Reading from a Text and Scanned pdf and then perform a search on them

Rajib_Bhattacha · June 8, 2025, 6:09am

Hi,
Just introduced to the KNIME world and have been mesmerized about it.
Now, I am planning to create an Analytics with couple of PDF files, some of them are scanned pdf, I need to perform the following.

Search availability of a text string in those PDF files.
Filter the pdfs which contain that string.
Highlight the related section or text , which contains the string.
Could you kindly help me building a model to perform this?
Thanks,
Rajib

rfeigel · June 9, 2025, 3:37am

If your pdfs aren’t proprietary it would be very helpful if you could share some examples. Some technical issues. If your pdfs are scanned they’ll need to be OCRed to create readable text. You can OCR them before feeding to KNIME or use the Tess4J node. You’ll need to install the Image Processing extension to access it. Depending on the format of your pdfs OCRing can be pretty unreliable. If they’re straight text it should work pretty well. If you have tables and images it can be a mess. Are you using the same search string for all the pdfs?
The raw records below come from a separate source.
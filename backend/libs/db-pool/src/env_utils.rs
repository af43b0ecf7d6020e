//! Environment variable parsing helpers

use std::str::FromStr;

/// Parse `key`, falling back to `default` when unset or unparsable.
pub fn parse_env_with_default<T: FromStr>(key: &str, default: T) -> T {
    parse_env_optional(key).unwrap_or(default)
}

/// Parse `key`; `None` when unset or unparsable.
pub fn parse_env_optional<T: FromStr>(key: &str) -> Option<T> {
    std::env::var(key).ok().and_then(|v| v.trim().parse().ok())
}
If not, how do propose to match different search strings with the appropriate pdfs?

mlauber71 · June 10, 2025, 11:30am

@Rajib_Bhattacha there are some examples on the forum about using OCR to extract information from a PDF.

I have a more general article about the extraction of data from PDF with several examples.

As @rfeigel has said: it would be best if you could provide an example any explain what information you would like to extract.